What you are asked to do:
Please reproduce the entries below exactly, starting at the first line and ending with the line that holds "Pick the mode".

(Collected data)
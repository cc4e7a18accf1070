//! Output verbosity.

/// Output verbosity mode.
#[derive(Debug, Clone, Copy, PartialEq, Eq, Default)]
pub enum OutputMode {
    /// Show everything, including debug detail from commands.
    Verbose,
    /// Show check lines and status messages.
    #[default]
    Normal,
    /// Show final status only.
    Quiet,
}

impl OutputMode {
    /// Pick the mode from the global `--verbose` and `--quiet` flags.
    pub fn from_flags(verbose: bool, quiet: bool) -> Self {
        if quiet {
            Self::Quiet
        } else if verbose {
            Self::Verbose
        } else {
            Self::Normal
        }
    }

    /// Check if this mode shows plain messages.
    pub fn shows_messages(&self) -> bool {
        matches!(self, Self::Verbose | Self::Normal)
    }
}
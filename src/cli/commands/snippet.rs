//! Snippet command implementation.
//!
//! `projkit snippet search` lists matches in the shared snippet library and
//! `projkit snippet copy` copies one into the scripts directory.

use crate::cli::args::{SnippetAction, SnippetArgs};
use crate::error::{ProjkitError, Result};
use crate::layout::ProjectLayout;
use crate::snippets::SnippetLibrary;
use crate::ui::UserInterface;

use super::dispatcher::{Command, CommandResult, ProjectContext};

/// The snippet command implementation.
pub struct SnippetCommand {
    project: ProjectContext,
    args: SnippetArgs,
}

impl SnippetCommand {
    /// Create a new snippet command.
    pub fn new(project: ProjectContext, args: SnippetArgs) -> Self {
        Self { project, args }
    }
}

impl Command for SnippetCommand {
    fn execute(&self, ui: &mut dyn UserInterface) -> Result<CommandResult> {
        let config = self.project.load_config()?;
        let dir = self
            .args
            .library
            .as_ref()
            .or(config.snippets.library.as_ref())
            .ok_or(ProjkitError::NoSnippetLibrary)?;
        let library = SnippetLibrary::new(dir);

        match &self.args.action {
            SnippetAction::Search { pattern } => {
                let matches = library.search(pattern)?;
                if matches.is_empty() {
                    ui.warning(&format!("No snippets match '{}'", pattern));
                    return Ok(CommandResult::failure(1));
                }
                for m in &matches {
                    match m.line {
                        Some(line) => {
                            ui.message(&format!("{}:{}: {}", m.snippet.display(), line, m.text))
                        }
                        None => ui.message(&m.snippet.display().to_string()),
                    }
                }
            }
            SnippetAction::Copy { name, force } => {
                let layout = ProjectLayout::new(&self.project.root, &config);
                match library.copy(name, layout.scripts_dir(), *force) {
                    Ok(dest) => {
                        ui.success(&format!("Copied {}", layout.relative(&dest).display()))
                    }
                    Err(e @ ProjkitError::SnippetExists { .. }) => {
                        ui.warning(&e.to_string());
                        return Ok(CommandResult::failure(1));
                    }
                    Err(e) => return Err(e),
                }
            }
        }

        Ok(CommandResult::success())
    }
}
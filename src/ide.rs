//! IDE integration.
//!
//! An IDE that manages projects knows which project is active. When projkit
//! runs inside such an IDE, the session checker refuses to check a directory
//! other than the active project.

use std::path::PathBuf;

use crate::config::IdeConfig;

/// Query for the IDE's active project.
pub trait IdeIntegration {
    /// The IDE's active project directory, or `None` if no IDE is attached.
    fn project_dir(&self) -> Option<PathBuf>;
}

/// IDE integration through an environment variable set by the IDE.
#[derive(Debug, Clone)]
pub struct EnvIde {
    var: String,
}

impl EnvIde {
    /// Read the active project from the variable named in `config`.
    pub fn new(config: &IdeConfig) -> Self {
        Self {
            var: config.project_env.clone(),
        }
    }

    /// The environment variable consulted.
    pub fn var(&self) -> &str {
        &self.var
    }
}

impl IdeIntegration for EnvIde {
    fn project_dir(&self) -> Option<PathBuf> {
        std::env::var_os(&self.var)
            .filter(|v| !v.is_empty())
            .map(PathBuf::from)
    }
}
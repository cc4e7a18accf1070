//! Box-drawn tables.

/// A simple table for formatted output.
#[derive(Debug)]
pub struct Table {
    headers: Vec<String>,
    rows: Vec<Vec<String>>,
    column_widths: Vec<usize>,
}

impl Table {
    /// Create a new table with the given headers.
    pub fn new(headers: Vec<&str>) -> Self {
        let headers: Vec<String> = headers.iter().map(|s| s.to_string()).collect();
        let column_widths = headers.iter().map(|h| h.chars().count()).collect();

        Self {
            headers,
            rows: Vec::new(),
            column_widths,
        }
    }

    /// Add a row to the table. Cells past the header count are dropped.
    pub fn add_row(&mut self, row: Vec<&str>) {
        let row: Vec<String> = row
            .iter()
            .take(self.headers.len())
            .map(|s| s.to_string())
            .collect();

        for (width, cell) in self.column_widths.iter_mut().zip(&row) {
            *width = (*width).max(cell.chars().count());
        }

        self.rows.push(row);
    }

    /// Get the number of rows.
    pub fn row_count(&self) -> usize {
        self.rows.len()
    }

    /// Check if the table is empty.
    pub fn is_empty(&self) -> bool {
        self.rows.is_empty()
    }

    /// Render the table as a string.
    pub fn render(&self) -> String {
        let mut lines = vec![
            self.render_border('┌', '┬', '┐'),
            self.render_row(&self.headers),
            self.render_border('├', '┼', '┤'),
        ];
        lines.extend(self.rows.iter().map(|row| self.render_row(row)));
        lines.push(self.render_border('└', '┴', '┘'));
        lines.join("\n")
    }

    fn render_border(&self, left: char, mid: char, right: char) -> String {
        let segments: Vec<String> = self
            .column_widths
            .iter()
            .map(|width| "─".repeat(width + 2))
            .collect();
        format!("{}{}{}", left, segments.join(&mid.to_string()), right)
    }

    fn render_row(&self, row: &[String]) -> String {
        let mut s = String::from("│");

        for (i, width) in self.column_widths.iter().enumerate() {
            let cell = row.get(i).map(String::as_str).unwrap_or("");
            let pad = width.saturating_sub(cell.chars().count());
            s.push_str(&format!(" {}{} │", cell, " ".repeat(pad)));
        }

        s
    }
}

Solution for this exercise:
repository cc4e7a18accf1070
//! Output verbosity.

/// Output verbosity mode.
#[derive(Debug, Clone, Copy, PartialEq, Eq, Default)]
pub enum OutputMode {
    /// Show everything, including debug detail from commands.
    Verbose,
    /// Show check lines and status messages.
    #[default]
    Normal,
    /// Show final status only.
    Quiet,
}

impl OutputMode {
    /// Pick the mode from the global `--verbose` and `--quiet` flags.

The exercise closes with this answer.